* [MATERIALS PROVIDED]:

::::::::

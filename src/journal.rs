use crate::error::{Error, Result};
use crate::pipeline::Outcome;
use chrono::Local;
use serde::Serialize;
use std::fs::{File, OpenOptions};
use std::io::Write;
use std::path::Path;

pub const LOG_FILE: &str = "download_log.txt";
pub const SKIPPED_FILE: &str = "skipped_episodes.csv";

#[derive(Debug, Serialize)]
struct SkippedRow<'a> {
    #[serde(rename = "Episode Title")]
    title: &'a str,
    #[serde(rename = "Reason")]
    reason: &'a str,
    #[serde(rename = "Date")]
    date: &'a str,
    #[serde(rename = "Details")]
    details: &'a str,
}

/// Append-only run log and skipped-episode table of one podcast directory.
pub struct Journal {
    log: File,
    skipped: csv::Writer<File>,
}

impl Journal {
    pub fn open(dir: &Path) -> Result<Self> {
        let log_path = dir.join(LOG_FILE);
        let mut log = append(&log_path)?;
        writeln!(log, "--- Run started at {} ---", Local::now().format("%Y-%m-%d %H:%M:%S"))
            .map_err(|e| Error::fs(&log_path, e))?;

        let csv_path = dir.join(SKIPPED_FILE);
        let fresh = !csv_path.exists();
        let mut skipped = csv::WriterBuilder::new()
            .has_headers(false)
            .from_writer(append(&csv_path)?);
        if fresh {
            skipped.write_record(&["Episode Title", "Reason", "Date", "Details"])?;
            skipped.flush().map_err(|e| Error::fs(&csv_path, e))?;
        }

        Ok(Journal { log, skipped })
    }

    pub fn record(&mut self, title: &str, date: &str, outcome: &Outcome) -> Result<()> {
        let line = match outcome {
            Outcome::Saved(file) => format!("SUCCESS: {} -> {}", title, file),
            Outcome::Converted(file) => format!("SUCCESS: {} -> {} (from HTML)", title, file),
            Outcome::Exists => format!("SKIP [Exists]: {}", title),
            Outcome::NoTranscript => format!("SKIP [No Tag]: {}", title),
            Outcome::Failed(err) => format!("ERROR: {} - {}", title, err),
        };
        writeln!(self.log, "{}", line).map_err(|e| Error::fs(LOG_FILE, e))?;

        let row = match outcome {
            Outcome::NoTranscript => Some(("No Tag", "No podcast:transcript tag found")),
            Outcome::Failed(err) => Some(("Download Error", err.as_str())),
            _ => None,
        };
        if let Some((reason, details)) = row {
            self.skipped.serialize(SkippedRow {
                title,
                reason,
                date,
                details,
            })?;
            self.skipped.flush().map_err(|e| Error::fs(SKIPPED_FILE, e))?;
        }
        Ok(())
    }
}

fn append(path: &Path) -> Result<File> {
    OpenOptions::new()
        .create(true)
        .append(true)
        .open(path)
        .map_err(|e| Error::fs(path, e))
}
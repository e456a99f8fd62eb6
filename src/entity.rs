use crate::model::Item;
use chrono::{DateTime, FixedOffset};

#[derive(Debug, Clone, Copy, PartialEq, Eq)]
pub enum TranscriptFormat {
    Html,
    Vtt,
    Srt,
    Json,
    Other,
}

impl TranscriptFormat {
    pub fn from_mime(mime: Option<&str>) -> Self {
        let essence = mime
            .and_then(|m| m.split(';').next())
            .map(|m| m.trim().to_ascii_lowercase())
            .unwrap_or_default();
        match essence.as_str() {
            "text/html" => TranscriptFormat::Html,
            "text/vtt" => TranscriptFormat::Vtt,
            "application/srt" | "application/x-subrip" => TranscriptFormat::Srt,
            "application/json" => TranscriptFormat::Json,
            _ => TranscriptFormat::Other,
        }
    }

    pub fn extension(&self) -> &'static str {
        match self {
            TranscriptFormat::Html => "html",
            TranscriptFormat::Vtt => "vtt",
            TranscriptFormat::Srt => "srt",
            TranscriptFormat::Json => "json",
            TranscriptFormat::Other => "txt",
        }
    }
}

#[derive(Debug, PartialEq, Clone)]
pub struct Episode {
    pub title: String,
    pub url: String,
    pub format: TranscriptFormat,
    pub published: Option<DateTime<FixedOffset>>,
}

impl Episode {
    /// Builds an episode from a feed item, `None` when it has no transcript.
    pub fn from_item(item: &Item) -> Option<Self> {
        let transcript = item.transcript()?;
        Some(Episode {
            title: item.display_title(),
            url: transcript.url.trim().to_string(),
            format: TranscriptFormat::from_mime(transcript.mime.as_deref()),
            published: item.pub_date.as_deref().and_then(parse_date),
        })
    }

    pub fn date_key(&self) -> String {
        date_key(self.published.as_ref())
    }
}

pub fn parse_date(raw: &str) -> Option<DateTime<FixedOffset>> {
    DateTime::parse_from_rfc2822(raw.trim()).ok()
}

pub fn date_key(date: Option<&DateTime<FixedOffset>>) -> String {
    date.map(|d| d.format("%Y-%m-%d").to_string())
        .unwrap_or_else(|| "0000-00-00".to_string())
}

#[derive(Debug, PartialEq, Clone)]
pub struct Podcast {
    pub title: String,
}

::::::::

* [EXERCISE OBJECTIVE]: Find the lines above holding the word "flush" and show them.

* [TASK RESPONSE]:
            skipped.flush().map_err(|e| Error::fs(&csv_path, e))?;
            self.skipped.flush().map_err(|e| Error::fs(SKIPPED_FILE, e))?;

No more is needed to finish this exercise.